Here are some pics of the new facade. It is around 25 feet long and about 13 feet high. It still needs alot of detailing but since I am an amature haunter, I am fairly pleased with the outcome. I still need to put the shadow lines on the siding. Suggestions are welcome. Thanks for looking!


----------



## Spookkid (Dec 27, 2005)

Wow, very nice!


----------



## ShadyHallows (Jun 14, 2006)

Thats fantastic! How big of a haunt will you be hosting with that?


----------



## Eric Striffler (May 6, 2006)

Well for an amateur haunter I'm impressed!
That's really really good!


----------



## THeme ssaGE (Jul 16, 2006)

Wow that looks great! It's disorienting at first glance.

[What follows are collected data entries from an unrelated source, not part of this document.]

use chrono::NaiveDateTime;
use serde::{Deserialize, Serialize};
use uuid::Uuid;

#[derive(Debug, Clone, Serialize, Deserialize)]
pub struct User {
    pub id: Uuid,
    pub name: String,
    pub email: String,
    #[serde(skip_serializing)]
    pub password_hash: String,
    pub created_at: NaiveDateTime,
}

#[derive(Debug, Clone, Serialize, Deserialize)]
pub struct CreateUserRequest {
    pub name: String,
    pub email: String,
    pub password: String,
}

#[derive(Debug, Clone, Serialize, Deserialize)]
pub struct CreateSessionRequest {
    pub email: String,
    pub password: String,
}

#[derive(Debug, Clone, PartialEq, Eq, Serialize, Deserialize)]
pub struct UserResponse {
    pub id: Uuid,
    pub name: String,
    pub email: String,
    pub created_at: NaiveDateTime,
}

impl From<User> for UserResponse {
    fn from(user: User) -> Self {
        Self {
            id: user.id,
            name: user.name,
            email: user.email,
            created_at: user.created_at,
        }
    }
}

#[derive(Debug, Clone, Default, Serialize, Deserialize)]
pub struct ListProvidersQuery {
    pub except_user_id: Option<Uuid>,
}

/// Profile edit; the password fields are only needed to change the password
#[derive(Debug, Clone, Default, Serialize, Deserialize)]
pub struct UpdateProfileRequest {
    pub name: String,
    pub email: String,
    #[serde(default)]
    pub old_password: Option<String>,
    #[serde(default)]
    pub password: Option<String>,
    #[serde(default)]
    pub password_confirmation: Option<String>,
}

impl UpdateProfileRequest {
    /// The requested new password, if any. Blank fields count as absent.
    pub fn new_password(&self) -> Option<&str> {
        self.password.as_deref().filter(|password| !password.is_empty())
    }

    pub fn old_password(&self) -> Option<&str> {
        self.old_password.as_deref().filter(|password| !password.is_empty())
    }
}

Thats really gonna set the mood and set the standard right off the bat when your guests first arrive. 

It looks like you have a little porch there. Now I know you're gonna have something goin on there, right?


----------



## Rod Rego (Jul 31, 2007)

:O

It looks awesome!! Great job.


----------



## Hellrazor (Jun 18, 2006)

WOW , that is fantastic!!!!


----------



## Cassie7 (Sep 16, 2007)

Wowzers! Fantastic job on that! Great paint job on the weathered looking siding.

Be sure and post more pics as you add more!

Very impressive ^5


----------



## daveo1101 (Sep 23, 2007)

Looks Great! Any shots of the contruction methods or the "behind" pics? I'm insterested int he construction techniques


----------



## Moon Dog (Oct 3, 2006)

Looks really good! If that's amateur, I can't wait to see your experienced work!  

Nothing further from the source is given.